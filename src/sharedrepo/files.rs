//! sharedrepo::files
//!
//! File actions applied to a scratch index.
//!
//! All actions of one commit accumulate in the same index, so the batch
//! becomes exactly one tree. Existing state is read from the parent commit
//! through the origin's object database.

use serde::{Deserialize, Serialize};
use tracing::debug;

use crate::core::context::RequestContext;
use crate::core::errors::{Error, Result};
use crate::core::paths::{clean_upload_path, parent_prefixes};
use crate::core::types::Oid;
use crate::git::{EntryKind, Git, TreeEntryInfo};

use super::{FileMode, SharedRepo};

/// Payload prefix naming a move destination.
const MOVE_PAYLOAD_PREFIX: &str = "file://";

/// What an action does to its path.
#[derive(Debug, Clone, Copy, PartialEq, Eq, Serialize, Deserialize)]
#[serde(rename_all = "lowercase")]
pub enum FileActionKind {
    Create,
    Update,
    Move,
    Delete,
}

/// One change in a file commit.
#[derive(Debug, Clone, PartialEq, Eq, Serialize, Deserialize)]
pub struct FileAction {
    pub kind: FileActionKind,
    pub path: String,
    /// New content. For a move without `destination`, `file://<newpath>`
    /// optionally followed by a newline and the new content.
    #[serde(default)]
    pub payload: Vec<u8>,
    /// Blob the path must currently hold.
    #[serde(default)]
    pub sha: Option<Oid>,
    /// Move destination.
    #[serde(default)]
    pub destination: Option<String>,
    /// Mode for created files.
    #[serde(default)]
    pub executable: bool,
}

impl FileAction {
    fn new(kind: FileActionKind, path: impl Into<String>) -> Self {
        Self {
            kind,
            path: path.into(),
            payload: Vec::new(),
            sha: None,
            destination: None,
            executable: false,
        }
    }

    pub fn create(path: impl Into<String>, content: impl Into<Vec<u8>>) -> Self {
        Self {
            payload: content.into(),
            ..Self::new(FileActionKind::Create, path)
        }
    }

    pub fn update(path: impl Into<String>, content: impl Into<Vec<u8>>) -> Self {
        Self {
            payload: content.into(),
            ..Self::new(FileActionKind::Update, path)
        }
    }

    /// Move `path` to `destination`, keeping its content.
    pub fn rename(path: impl Into<String>, destination: impl Into<String>) -> Self {
        Self {
            destination: Some(destination.into()),
            ..Self::new(FileActionKind::Move, path)
        }
    }

    pub fn delete(path: impl Into<String>) -> Self {
        Self::new(FileActionKind::Delete, path)
    }

    /// Require the path to currently hold `sha`.
    pub fn expecting(mut self, sha: Oid) -> Self {
        self.sha = Some(sha);
        self
    }

    pub fn executable(mut self) -> Self {
        self.executable = true;
        self
    }

    /// Destination and optional replacement content of a move.
    fn move_target(&self) -> Result<(String, Option<Vec<u8>>)> {
        if let Some(destination) = &self.destination {
            let content = (!self.payload.is_empty()).then(|| self.payload.clone());
            return Ok((destination.clone(), content));
        }
        parse_move_payload(&self.payload).ok_or_else(|| {
            Error::invalid(format!("move of '{}' has no destination", self.path))
        })
    }
}

/// Split a `file://<newpath>[\n<content>]` move payload.
pub fn parse_move_payload(payload: &[u8]) -> Option<(String, Option<Vec<u8>>)> {
    let rest = payload.strip_prefix(MOVE_PAYLOAD_PREFIX.as_bytes())?;
    let (path, content) = match rest.iter().position(|b| *b == b'\n') {
        Some(idx) => (&rest[..idx], Some(rest[idx + 1..].to_vec())),
        None => (rest, None),
    };
    let path = String::from_utf8_lossy(path).trim().to_string();
    if path.is_empty() {
        return None;
    }
    Some((path, content))
}

fn cleaned(path: &str) -> Result<String> {
    clean_upload_path(path).ok_or_else(|| Error::invalid(format!("invalid path '{path}'")))
}

/// Apply `actions` to the scratch index on top of `parent`.
///
/// `parent` is `None` for the first commit of an empty repository.
pub fn apply_actions(
    ctx: &RequestContext,
    scratch: &SharedRepo,
    origin: &Git,
    parent: Option<&Oid>,
    actions: &[FileAction],
) -> Result<()> {
    for action in actions {
        ctx.check()?;
        let path = cleaned(&action.path)?;
        debug!(kind = ?action.kind, path = %path, "applying file action");
        match action.kind {
            FileActionKind::Create => {
                check_path_available(origin, parent, &path, true)?;
                let blob = scratch.write_object(ctx, &action.payload)?;
                let mode = if action.executable {
                    FileMode::Executable
                } else {
                    FileMode::Regular
                };
                scratch.add_to_index(ctx, mode, &blob, &path)?;
            }
            FileActionKind::Update => {
                let entry = file_entry(origin, parent, &path, action.sha.as_ref())?;
                let blob = scratch.write_object(ctx, &action.payload)?;
                scratch.add_to_index(ctx, mode_of(&entry), &blob, &path)?;
            }
            FileActionKind::Move => {
                let entry = file_entry(origin, parent, &path, action.sha.as_ref())?;
                let (destination, content) = action.move_target()?;
                let destination = cleaned(&destination)?;
                check_path_available(origin, parent, &destination, true)?;
                let blob = match content {
                    Some(content) => scratch.write_object(ctx, &content)?,
                    None => entry.oid.clone(),
                };
                scratch.add_to_index(ctx, mode_of(&entry), &blob, &destination)?;
                scratch.remove_from_index(ctx, &[path.as_str()])?;
            }
            FileActionKind::Delete => {
                // The index holds earlier actions of this batch, the parent
                // tree does not.
                if action.sha.is_some() {
                    file_entry(origin, parent, &path, action.sha.as_ref())?;
                }
                if scratch.ls_files(ctx, &[path.as_str()])?.is_empty() {
                    return Err(Error::not_found("file", path));
                }
                scratch.remove_from_index(ctx, &[path.as_str()])?;
            }
        }
    }
    Ok(())
}

fn mode_of(entry: &TreeEntryInfo) -> FileMode {
    if entry.kind == EntryKind::Executable {
        FileMode::Executable
    } else {
        FileMode::Regular
    }
}

/// Check that `path` can be written in `commit`'s tree.
///
/// Every parent segment must be a directory or absent. The path itself must
/// not be a symlink or directory, and for a create must not exist at all.
///
/// # Errors
///
/// - [`Error::PathConflict`] if something other than a directory blocks a
///   parent segment, or the path is a directory or symlink
/// - [`Error::AlreadyExists`] if creating over an existing file
pub fn check_path_available(
    origin: &Git,
    commit: Option<&Oid>,
    path: &str,
    is_create: bool,
) -> Result<()> {
    let Some(commit) = commit else {
        return Ok(());
    };
    for prefix in parent_prefixes(path) {
        match origin.tree_entry(commit, prefix)? {
            Some(entry) if entry.kind != EntryKind::Dir => {
                return Err(Error::PathConflict {
                    path: prefix.to_string(),
                    reason: format!("a file exists where '{path}' needs a directory"),
                });
            }
            Some(_) => {}
            // Nothing deeper can exist either.
            None => return Ok(()),
        }
    }
    match origin.tree_entry(commit, path)? {
        Some(entry) if entry.kind == EntryKind::Symlink => Err(Error::PathConflict {
            path: path.to_string(),
            reason: "a symbolic link exists at this path".into(),
        }),
        Some(entry) if entry.kind == EntryKind::Dir => Err(Error::PathConflict {
            path: path.to_string(),
            reason: "a directory exists at this path".into(),
        }),
        Some(_) if is_create => Err(Error::already_exists("file", path)),
        _ => Ok(()),
    }
}

/// The existing file at `path`, checked against an expected blob.
///
/// # Errors
///
/// - [`Error::NotFound`] if nothing is at `path`
/// - [`Error::ShaMismatch`] if `expected` is given and differs
fn file_entry(
    origin: &Git,
    commit: Option<&Oid>,
    path: &str,
    expected: Option<&Oid>,
) -> Result<TreeEntryInfo> {
    let entry = match commit {
        Some(commit) => origin.tree_entry(commit, path)?,
        None => None,
    };
    let entry = entry.ok_or_else(|| Error::not_found("file", path))?;
    if let Some(expected) = expected {
        if *expected != entry.oid {
            return Err(Error::ShaMismatch {
                path: path.to_string(),
                given: expected.clone(),
                expected: entry.oid,
            });
        }
    }
    Ok(entry)
}

#[cfg(test)]
mod tests {
    use super::*;

    mod move_payload {
        use super::*;

        #[test]
        fn destination_only() {
            assert_eq!(
                parse_move_payload(b"file://docs/new.md"),
                Some(("docs/new.md".to_string(), None))
            );
        }

        #[test]
        fn destination_and_content() {
            assert_eq!(
                parse_move_payload(b"file://new.txt\nhello\nworld"),
                Some(("new.txt".to_string(), Some(b"hello\nworld".to_vec())))
            );
        }

        #[test]
        fn empty_content_is_kept() {
            assert_eq!(
                parse_move_payload(b"file://new.txt\n"),
                Some(("new.txt".to_string(), Some(Vec::new())))
            );
        }

        #[test]
        fn not_framed() {
            assert_eq!(parse_move_payload(b"plain content"), None);
            assert_eq!(parse_move_payload(b"file://"), None);
        }
    }

    mod actions {
        use super::*;

        #[test]
        fn explicit_destination_wins() {
            let action = FileAction::rename("a.txt", "b.txt");
            assert_eq!(action.move_target().unwrap(), ("b.txt".to_string(), None));
        }

        #[test]
        fn framed_destination() {
            let action = FileAction {
                payload: b"file://c.txt\nnew".to_vec(),
                ..FileAction::new(FileActionKind::Move, "a.txt")
            };
            assert_eq!(
                action.move_target().unwrap(),
                ("c.txt".to_string(), Some(b"new".to_vec()))
            );
        }

        #[test]
        fn move_without_destination_is_invalid() {
            let action = FileAction::new(FileActionKind::Move, "a.txt");
            assert!(matches!(
                action.move_target(),
                Err(Error::InvalidArgument(_))
            ));
        }

        #[test]
        fn bad_paths_rejected() {
            assert!(cleaned("/").is_err());
            assert!(cleaned("a/.GIT/hooks").is_err());
            assert_eq!(cleaned("/a/./b").unwrap(), "a/b");
        }
    }
}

● Task description: Exactly the lines from the start of the entries through the one bearing "a move destination." are to be output, with both ends included.

● Answer:
filename src/sharedrepo/files.rs
//! sharedrepo::files
//!
//! File actions applied to a scratch index.
//!
//! All actions of one commit accumulate in the same index, so the batch
//! becomes exactly one tree. Existing state is read from the parent commit
//! through the origin's object database.

use serde::{Deserialize, Serialize};
use tracing::debug;

use crate::core::context::RequestContext;
use crate::core::errors::{Error, Result};
use crate::core::paths::{clean_upload_path, parent_prefixes};
use crate::core::types::Oid;
use crate::git::{EntryKind, Git, TreeEntryInfo};

use super::{FileMode, SharedRepo};

/// Payload prefix naming a move destination.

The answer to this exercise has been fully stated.